Table feel
Moderate level of interaction with a good balance between direct and strategic confrontation. Players need to pay attention to each other's actions frequently, but cooperation is not a major focus in the game.
Players
2-4
Time
?-?
Age
10+
Weight
3.01
Rating
6.73
Teaching signal
High replayability
Highly interactive
Scales well
Deep strategy
Luck-sensitive
Moderate level of interaction with a good balance between direct and strategic confrontation. Players need to pay attention to each other's actions frequently, but cooperation is not a major focus in the game.
Merchants of the Middle Ages has a high replayability score due to its high variability gameboard, expansions available, strategic depth, scalability, and moderate easiness to learn. The game offers different experiences each time it is played, with multiple paths to victory and variable setups. The presence of expansions adds new content and gameplay elements, enhancing the replay value. The game allows players to improve their strategy over time, discovering new tactics and strategies. The player interaction score is average, but the game scales well with different numbers of players without compromising its appeal or balance. While it may take some time to learn, the depth it offers makes it worth the effort, resulting in a highly replayable game.
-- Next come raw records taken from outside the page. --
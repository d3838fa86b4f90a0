use anyhow::Result;
use clap::{Arg, ArgAction, ArgMatches, Command, ValueHint};
use log::LevelFilter;
use std::path::PathBuf;

use bayes_cli::commands::{describe, evaluate, predict, train};
use bayes_cli::config::TrainConfig;

const DEFAULT_LOG_FILTER: &str = "error,bayes=info,bayes_cli=info,bayes_classifiers=info";

fn main() -> Result<()> {
    env_logger::Builder::default()
        .filter_level(LevelFilter::Error)
        .parse_env(env_logger::Env::default().filter_or("BAYES_LOG", DEFAULT_LOG_FILTER))
        .init();

    let matches = Command::new("bayes")
        .version(clap::crate_version!())
        .about("Gaussian Naive Bayes binary classifier for integer-coded tabular data")
        .subcommand_required(true)
        .arg_required_else_help(true)
        .subcommand(
            Command::new("train")
                .about("Split a dataset, fit a model, evaluate it, and save it if accurate enough")
                .arg(data_arg())
                .arg(config_arg())
                .arg(label_arg())
                .arg(
                    Arg::new("model_path")
                        .short('o')
                        .long("output")
                        .help(
                            "File the trained model is written to. \
                             Overrides the configuration file.",
                        )
                        .value_parser(clap::builder::NonEmptyStringValueParser::new())
                        .value_hint(ValueHint::FilePath),
                )
                .arg(
                    Arg::new("test_ratio")
                        .long("test-ratio")
                        .help("Fraction of rows held out for evaluation (default 0.2)")
                        .value_parser(clap::value_parser!(f64)),
                )
                .arg(
                    Arg::new("threshold")
                        .long("threshold")
                        .help("Accuracy the model must exceed to be saved (default 0.85)")
                        .value_parser(clap::value_parser!(f64)),
                )
                .arg(
                    Arg::new("seed")
                        .long("seed")
                        .help("Seed for a reproducible train/test split")
                        .value_parser(clap::value_parser!(u64)),
                )
                .arg(
                    Arg::new("var_smoothing")
                        .long("var-smoothing")
                        .help("Value added to every fitted variance")
                        .value_parser(clap::value_parser!(f64)),
                )
                .arg(no_color_arg()),
        )
        .subcommand(
            Command::new("evaluate")
                .about("Evaluate a saved model against a labelled dataset")
                .arg(data_arg())
                .arg(config_arg())
                .arg(label_arg())
                .arg(model_arg())
                .arg(no_color_arg()),
        )
        .subcommand(
            Command::new("predict")
                .about("Predict the class of every row in a dataset with a saved model")
                .arg(data_arg())
                .arg(config_arg())
                .arg(label_arg())
                .arg(model_arg())
                .arg(
                    Arg::new("output_file")
                        .short('o')
                        .long("output")
                        .help("Path to write predictions (CSV). Defaults to stdout.")
                        .value_parser(clap::value_parser!(PathBuf))
                        .value_hint(ValueHint::FilePath),
                ),
        )
        .subcommand(
            Command::new("describe")
                .about("Summarise the columns of a dataset and show its first rows")
                .arg(data_arg())
                .arg(config_arg())
                .arg(
                    Arg::new("head")
                        .long("head")
                        .help("Number of rows to show")
                        .default_value("5")
                        .value_parser(clap::value_parser!(usize)),
                ),
        )
        .subcommand(
            Command::new("run")
                .about("Load the saved model, or train and save one if it does not exist yet")
                .arg(data_arg())
                .arg(config_arg())
                .arg(label_arg())
                .arg(model_arg()),
        )
        .help_template(
            "{usage-heading} {usage}\n\n\
             {about-with-newline}\n\
             Version {version}\n\n\
             {all-args}{after-help}",
        )
        .get_matches();

    match matches.subcommand() {
        Some((name, sub_m)) => dispatch(name, sub_m),
        _ => unreachable!("Subcommand is required by CLI configuration"),
    }
}

fn data_arg() -> Arg {
    Arg::new("data")
        .help("Path to the dataset (*.csv or *.tsv) with a header row")
        .required(true)
        .value_parser(clap::builder::NonEmptyStringValueParser::new())
        .value_hint(ValueHint::FilePath)
}

fn config_arg() -> Arg {
    Arg::new("config")
        .short('c')
        .long("config")
        .help("Path to a JSON run configuration")
        .value_parser(clap::value_parser!(PathBuf))
        .value_hint(ValueHint::FilePath)
}

fn label_arg() -> Arg {
    Arg::new("label")
        .short('l')
        .long("label")
        .help("Name of the 0/1 label column (default \"class\")")
        .value_parser(clap::builder::NonEmptyStringValueParser::new())
}

fn model_arg() -> Arg {
    Arg::new("model_path")
        .short('m')
        .long("model")
        .help("Path to the saved model (*.json)")
        .value_parser(clap::builder::NonEmptyStringValueParser::new())
        .value_hint(ValueHint::FilePath)
}

fn no_color_arg() -> Arg {
    Arg::new("no_color")
        .long("no-color")
        .help("Disable ANSI colours in the report")
        .action(ArgAction::SetTrue)
}

fn dispatch(name: &str, matches: &ArgMatches) -> Result<()> {
    let config_path = matches.get_one::<PathBuf>("config");
    let config = TrainConfig::from_arguments(config_path.map(|p| p.as_path()), matches)?;

    if config_path.is_none() {
        let default_json = serde_json::to_string_pretty(&config).unwrap_or_default();
        log::debug!("No config provided; effective config:\n{}", default_json);
    }

    let result = match name {
        "train" => {
            log::info!("[Bayes::Train] Training on {}", config.data);
            train::run_training(&config).map(|outcome| {
                if outcome.saved {
                    log::info!("[Bayes::Train] Model saved to {}", config.model_path);
                }
            })
        }
        "evaluate" => {
            log::info!("[Bayes::Evaluate] Evaluating {} on {}", config.model_path, config.data);
            evaluate::run_evaluation(&config).map(|_| ())
        }
        "predict" => {
            let output: Option<&PathBuf> = matches.get_one("output_file");
            predict::run_prediction(&config, output.map(|p| p.as_path())).map(|predictions| {
                log::info!("[Bayes::Predict] Predicted {} rows", predictions.len());
            })
        }
        "describe" => {
            let head = matches.get_one::<usize>("head").copied().unwrap_or(5);
            describe::run_describe(&config, head).map(|text| print!("{}", text))
        }
        "run" => train::load_or_train(&config).map(|model| {
            log::info!("[Bayes::Run] Model ready with {} classes", model.priors.len());
            println!("Done");
        }),
        _ => unreachable!(),
    };

    match result {
        Ok(()) => Ok(()),
        Err(e) => {
            log::error!("{} failed: {:#}", name, e);
            eprintln!("Error: {:#}", e);
            std::process::exit(1)
        }
    }
}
The final luck score for Merchants of the Middle Ages is 5.33, indicating a moderate influence of luck in the game. Random elements such as dice rolls or card draws have a notable but not exclusive impact on the game outcome. Players have substantial ability to mitigate randomness through strategic decisions and planning. The game outcome is primarily determined by player strategy and decisions, with luck playing a moderate role.
A Medieval game of trade and commerce, Die Händler is set in Europe, where trade wagons carry wares between six cities on the board. Essentially, players buy goods, load them onto wagons and send them for maximum profit in other cities. The whole game looks very inviting. The medieval cities depicted on the board, together with the player crests, cardboard coins, money pouches, sticker decorated wagons and wooden commodity pieces, immediately creates the right atmosphere for the players. There are six cities - Paris, Cologne, Brugge, Gent, Vienna and Genoa - which are interconnected by roads. Three wagons carry goods from one city to another. No-one owns the wagons or controls any of them single-handedly, and in principle a player can put commodities on any transport. There are six different commodities - salt, iron, wine, silk, cloth and food - all of limited supply. The goal of the game is to make money by delivering goods to the towns, and use the money to buy increases in status. The game ends after a certain number of deliveries have been made and the winner is the player with the highest level of status.